Cadences of Despair

Tennessee Williams' notoriously problematic play becomes a scattered blur.

Camino Real hasn’t played in Seattle since 1972. There’s good reason for that. It’s no cakewalk. Notoriously hard to stage and difficult to decipher, Tennessee Williams’ midcareer caterwaul is a bitch of a play from all angles. After its 1953 premiere in New York City, Times critic Brooks Atkinson sounded a caveat to potential audiences: “Looking into the corners of his heart, Tennessee Williams has written a strange and disturbing drama. . . . People who say that they do not understand it may be unwilling to hear the terrible things it records about an odious no-man’s land between desert and sea.” One can almost hear Atkinson elegantly clearing his throat in high-minded tolerance.

Those terrible things we may be unwilling to hear come across in Camino Real (through Saturday, Dec. 3, at East Hall Theatre; 206-325-6500, www.ticketwindowonline.com) as a howl of pain, a desperate plea for sanity in a world given over to gimcrack materialism, false illusions, and the everyday murder of hope. There was no shortage of this kind of thing among American writers during the Cold War; it’s not so much what Williams says as how he says it that many found so objectionable.

Llysa Holland, co-founder of theater simple and the guts behind this particular production, is well aware of the risks involved in mounting Camino. “From the first time I read it in college, it was introduced as a problematic play that audiences didn’t get,” she writes in the production notes. Part of that problem is purely compositional. Sandwiched between A Streetcar Named Desire (1947) and Cat on a Hot Tin Roof (1955), two acknowledged masterworks of psychological realism, Camino Real is a bilious gush of pure fantasia, a fragmented, highly uneven descent to the nethermost reaches of psychic despair. Its form is abstract, self-conscious, and at times, almost willfully incomprehensible. Williams, a genius of exposition, here plays with the signposts of narrative, one minute drawing attention to his technique only to subvert it the next. As in the plays of Beckett or the films of David Lynch, the author asks nothing short of unconditional surrender to the idiosyncratic logic of the dream. However, much of what infuriated and confused Camino‘s early critics looks downright quaint to audiences well-versed in the stuff of postmodernism. The real problem lies elsewhere.

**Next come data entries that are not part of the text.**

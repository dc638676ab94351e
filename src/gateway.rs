// ===============================
// src/gateway.rs
// ===============================
//
// Fetch gateway: one spawned task per request, a cancel handle per request.
//
// - request()  : (CancelHandle, Response), the Response is a future
// - dispatch() : posts the completion into an owning context's mailbox
//
// Once CancelHandle::cancel() has returned, the paired Response never yields
// a result and nothing is posted. Delivery and cancellation take the same
// lock, so there is no window between the two.
//
use std::future::Future;
use std::pin::Pin;
use std::sync::{Arc, Mutex, MutexGuard, PoisonError};
use std::task::{Context, Poll};
use std::time::Instant;

use futures_util::future::BoxFuture;
use serde_json::Value;
use tokio::sync::{mpsc, oneshot};
use tokio::task::AbortHandle;
use tracing::debug;

use crate::config::{ApiConfig, ApiMode};
use crate::domain::ListingsQuery;
use crate::error::{Cancelled, ConfigError, FetchError, FetchResult};
use crate::gateway_http::HttpTransport;
use crate::gateway_mock::MockTransport;
use crate::metrics::{CANCELLED, FETCHES, FETCH_LATENCY_MS};

/// Logical catalog endpoints. URL building is the transport's job.
#[derive(Debug, Clone, PartialEq, Eq, Hash)]
pub enum Endpoint {
    Category { id: String },
    Listings(ListingsQuery),
    ListingDetails { id: u64 },
    Thumbnail { url: String },
}

impl Endpoint {
    pub fn label(&self) -> &'static str {
        match self {
            Endpoint::Category { .. } => "category",
            Endpoint::Listings(_) => "listings",
            Endpoint::ListingDetails { .. } => "details",
            Endpoint::Thumbnail { .. } => "thumbnail",
        }
    }
}

/// Decoded transport payload: JSON for API endpoints, bytes for images.
#[derive(Debug, Clone, PartialEq)]
pub enum RawResponse {
    Json(Value),
    Bytes(Vec<u8>),
}

impl RawResponse {
    pub fn into_json(self) -> FetchResult<Value> {
        match self {
            RawResponse::Json(v) => Ok(v),
            RawResponse::Bytes(_) => Err(FetchError::invalid_data("expected a JSON body")),
        }
    }

    pub fn into_bytes(self) -> FetchResult<Vec<u8>> {
        match self {
            RawResponse::Bytes(b) => Ok(b),
            RawResponse::Json(_) => Err(FetchError::invalid_data("expected a binary body")),
        }
    }
}

/// Wire-level transport behind the gateway (HTTP or in-memory mock).
pub trait Transport: Send + Sync + 'static {
    fn send(&self, endpoint: Endpoint) -> BoxFuture<'static, FetchResult<RawResponse>>;
}

#[derive(Clone)]
pub struct FetchGateway {
    transport: Arc<dyn Transport>,
}

impl std::fmt::Debug for FetchGateway {
    fn fmt(&self, f: &mut std::fmt::Formatter<'_>) -> std::fmt::Result {
        f.debug_struct("FetchGateway").finish_non_exhaustive()
    }
}

impl FetchGateway {
    pub fn new(transport: impl Transport) -> Self {
        Self { transport: Arc::new(transport) }
    }

    /// Picks the transport for the configured mode.
    pub fn from_config(cfg: &ApiConfig) -> Result<Self, ConfigError> {
        match cfg.mode {
            ApiMode::Mock => Ok(Self::new(MockTransport::new(cfg.mock_latency_ms))),
            ApiMode::Sandbox | ApiMode::Production => Ok(Self::new(HttpTransport::new(cfg)?)),
        }
    }

    /// Issues one request. Must be called from within a tokio runtime.
    /// Never retries.
    pub fn request(&self, endpoint: Endpoint) -> (CancelHandle, Response) {
        let (tx, rx) = oneshot::channel();
        let handle = CancelHandle::new(tx, endpoint.label());
        let label = endpoint.label();
        debug!(endpoint = ?endpoint, "fetch issued");

        let fut = self.transport.send(endpoint);
        let delivery = handle.clone();
        let started = Instant::now();
        let task = tokio::spawn(async move {
            let result = fut.await;
            let outcome = match &result {
                Ok(_) => "ok",
                Err(e) => e.kind().label(),
            };
            FETCHES.with_label_values(&[label, outcome]).inc();
            FETCH_LATENCY_MS
                .with_label_values(&[label])
                .observe(started.elapsed().as_secs_f64() * 1000.0);
            if !delivery.deliver(result) {
                debug!(endpoint = label, "completion suppressed, request was cancelled");
            }
        });
        handle.attach(task.abort_handle());

        let response = Response { rx, slot: Arc::clone(&handle.slot) };
        (handle, response)
    }

    /// Issues one request and posts `wrap(result)` into `mailbox` when it
    /// completes. Nothing is posted for a cancelled request.
    pub fn dispatch<M, F>(&self, endpoint: Endpoint, mailbox: mpsc::UnboundedSender<M>, wrap: F) -> CancelHandle
    where
        M: Send + 'static,
        F: FnOnce(FetchResult<RawResponse>) -> M + Send + 'static,
    {
        let (handle, response) = self.request(endpoint);
        let poster = handle.clone();
        tokio::spawn(async move {
            let Ok(result) = response.await else { return };
            let msg = wrap(result);
            let posted = poster.post_unless_cancelled(|| {
                // receiver gone: the owning context has shut down
                let _ = mailbox.send(msg);
            });
            if !posted {
                debug!(endpoint = poster.endpoint, "post suppressed, request was cancelled");
            }
        });
        handle
    }
}

struct Slot {
    reply: Option<oneshot::Sender<FetchResult<RawResponse>>>,
    abort: Option<AbortHandle>,
    cancelled: bool,
}

fn lock(slot: &Mutex<Slot>) -> MutexGuard<'_, Slot> {
    slot.lock().unwrap_or_else(PoisonError::into_inner)
}

/// Cancels one request. Cheap to clone; all clones act on the same request.
#[derive(Clone)]
pub struct CancelHandle {
    slot: Arc<Mutex<Slot>>,
    endpoint: &'static str,
}

impl std::fmt::Debug for CancelHandle {
    fn fmt(&self, f: &mut std::fmt::Formatter<'_>) -> std::fmt::Result {
        f.debug_struct("CancelHandle")
            .field("endpoint", &self.endpoint)
            .field("pending", &self.is_pending())
            .field("cancelled", &self.is_cancelled())
            .finish()
    }
}

impl CancelHandle {
    fn new(reply: oneshot::Sender<FetchResult<RawResponse>>, endpoint: &'static str) -> Self {
        let slot = Slot { reply: Some(reply), abort: None, cancelled: false };
        Self { slot: Arc::new(Mutex::new(slot)), endpoint }
    }

    fn attach(&self, abort: AbortHandle) {
        let mut slot = lock(&self.slot);
        if slot.cancelled {
            abort.abort();
        } else if slot.reply.is_some() {
            slot.abort = Some(abort);
        }
    }

    fn deliver(&self, result: FetchResult<RawResponse>) -> bool {
        let mut slot = lock(&self.slot);
        slot.abort = None;
        match slot.reply.take() {
            Some(tx) => tx.send(result).is_ok(),
            None => false,
        }
    }

    /// Runs `post` under the slot lock unless the request was cancelled, so a
    /// `cancel()` either happens before the post or not at all.
    fn post_unless_cancelled(&self, post: impl FnOnce()) -> bool {
        let slot = lock(&self.slot);
        if slot.cancelled {
            return false;
        }
        post();
        true
    }

    /// Cancels the request. Returns true if it was still in flight.
    /// After this returns, the paired response never yields a result.
    pub fn cancel(&self) -> bool {
        let mut slot = lock(&self.slot);
        slot.cancelled = true;
        let was_pending = slot.reply.take().is_some();
        if let Some(abort) = slot.abort.take() {
            abort.abort();
        }
        if was_pending {
            CANCELLED.with_label_values(&[self.endpoint]).inc();
            debug!(endpoint = self.endpoint, "fetch cancelled");
        }
        was_pending
    }

    pub fn is_cancelled(&self) -> bool {
        lock(&self.slot).cancelled
    }

    /// True until the transport has answered or the request was cancelled.
    pub fn is_pending(&self) -> bool {
        let slot = lock(&self.slot);
        !slot.cancelled && slot.reply.is_some()
    }
}

/// Future side of a request.
pub struct Response {
    rx: oneshot::Receiver<FetchResult<RawResponse>>,
    slot: Arc<Mutex<Slot>>,
}

impl Future for Response {
    type Output = Result<FetchResult<RawResponse>, Cancelled>;

    fn poll(mut self: Pin<&mut Self>, cx: &mut Context<'_>) -> Poll<Self::Output> {
        if lock(&self.slot).cancelled {
            return Poll::Ready(Err(Cancelled));
        }
        Pin::new(&mut self.rx).poll(cx).map(|r| r.map_err(|_| Cancelled))
    }
}


#[cfg(test)]
mod tests {
    use std::time::Duration;

    use futures_util::FutureExt;
    use serde_json::json;

    use super::testing::Script;
    use super::*;
    use crate::error::FetchErrorKind;

    #[tokio::test]
    async fn response_carries_transport_result() {
        let (gateway, script) = Script::gateway();
        let (handle, response) = gateway.request(Endpoint::ListingDetails { id: 6215751 });
        assert!(handle.is_pending());
        assert_eq!(script.calls(), 1);

        script.respond_json(0, json!({ "ListingId": 6215751 }));
        let result = response.await.unwrap().unwrap();
        assert_eq!(result, RawResponse::Json(json!({ "ListingId": 6215751 })));
        assert!(!handle.is_pending());
    }

    #[tokio::test]
    async fn cancelled_request_never_yields() {
        let (gateway, script) = Script::gateway();
        let (handle, response) = gateway.request(Endpoint::Category { id: "0001".into() });

        assert!(handle.cancel());
        script.respond_json(0, json!({ "Number": "0001" }));
        assert_eq!(response.await, Err(Cancelled));
        assert!(!handle.cancel(), "second cancel is a no-op");
    }

    #[tokio::test]
    async fn cancel_after_delivery_still_suppresses() {
        let (gateway, script) = Script::gateway();
        let (handle, response) = gateway.request(Endpoint::Category { id: "0001".into() });

        script.respond_json(0, json!({ "Number": "0001" }));
        while handle.is_pending() {
            tokio::task::yield_now().await;
        }
        assert!(!handle.cancel());
        assert_eq!(response.await, Err(Cancelled));
    }

    #[tokio::test]
    async fn dispatch_posts_into_mailbox() {
        let (gateway, script) = Script::gateway();
        let (tx, mut rx) = mpsc::unbounded_channel();

        let _first = gateway.dispatch(Endpoint::ListingDetails { id: 1 }, tx.clone(), |r| (1, r));
        let second = gateway.dispatch(Endpoint::ListingDetails { id: 2 }, tx, |r| (2, r));
        second.cancel();

        script.fail(1, FetchErrorKind::Network);
        script.fail(0, FetchErrorKind::RateLimited);

        let (tag, result) = rx.recv().await.unwrap();
        assert_eq!(tag, 1);
        assert_eq!(result.unwrap_err().kind(), FetchErrorKind::RateLimited);

        for _ in 0..10 {
            tokio::task::yield_now().await;
        }
        assert!(rx.try_recv().is_err(), "cancelled request must not post");
    }

    struct Immediate;

    impl Transport for Immediate {
        fn send(&self, _endpoint: Endpoint) -> BoxFuture<'static, FetchResult<RawResponse>> {
            futures_util::future::ready(Ok(RawResponse::Bytes(Vec::new()))).boxed()
        }
    }

    #[tokio::test(flavor = "multi_thread", worker_threads = 4)]
    async fn dispatch_never_posts_after_cancel_returns() {
        let gateway = FetchGateway::new(Immediate);
        let mut late = 0;
        for i in 0..500u64 {
            let (tx, mut rx) = mpsc::unbounded_channel();
            let handle = gateway.dispatch(Endpoint::ListingDetails { id: i }, tx, |r| {
                std::thread::sleep(Duration::from_micros(200));
                r
            });
            std::thread::sleep(Duration::from_micros(i % 300));
            handle.cancel();

            // anything posted before cancel() returned is already queued
            let _ = rx.try_recv();
            // channel closes once the dispatch task is done
            if rx.recv().await.is_some() {
                late += 1;
            }
        }
        assert_eq!(late, 0, "posts delivered after cancel() returned");
    }
}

Directed by Carys Kresny, theater simple’s production gives us a bare arena, all darkness and hard angles, a plaza with a balconied building on each side and a dried-up fountain at its center. Through this existential dead end wanders a richly diverse cast of wayfarers, including Don Quixote (John Wray), Casanova (Andrew Litzky), Lord Byron (Brandon Simmons), and Kilroy (Ricky Coates), a punch-drunk boxer with a golden heart “as big as the head of a baby.” The inn is run with sniveling, fascistic glee by Mr. Gutman (James Cowan), a potbellied voluptuary and two-bit tyrant whose narration stitches together the “16 blocks” that make up the structure of the play. Though the script’s tone is by turns elegiac and furious, and despite the stark, abstract setting, Kresny opts to give Camino Real a circuslike atmosphere, seemingly intending to eke out of Williams’ sadsack menagerie something akin to Fellini’s , where each parading figure becomes a stand-in for the author’s divided consciousness. It’s an interesting idea, giving the early scenes an antic energy, but it also robs the play of intimacy. Where there should be claustrophobia, there is entropy, a scattering of sincerity. Rather than enhancing the play’s sense of loneliness and loss, this diffuseness only distances the audience; it becomes hard to find a point of focus. With nothing to grab one’s attention, this Camino quickly becomes a blur of nihilistic screeds, flights of fancy, bad puns, and pratfalls.

A bigger problem—a fatal one for this production—concerns Williams’ language itself. Camino Real contains passages of excruciating beauty, moments that plumb the sad poetry of “the sweet used-to-be,” but the cast demonstrates little feel for the cadences of Williams’ despair. Wray is solid as the aging, despondent Quixote, and Cowan digs delightfully into Mr. Gutman’s nastiness, but most of the rest seem altogether too young and bright to be saying the things they say. No one really steps up to wrest possession of their role. Whether this is a matter of intimidation, over-reverence, or (understandably) not understanding the material, the results are the same. Such sweet cynicism in the mouths of babes sounds like so much undifferentiated poesy, voluble but flat. It’s probably better that Kilroy was here than not; one just wishes he were more here.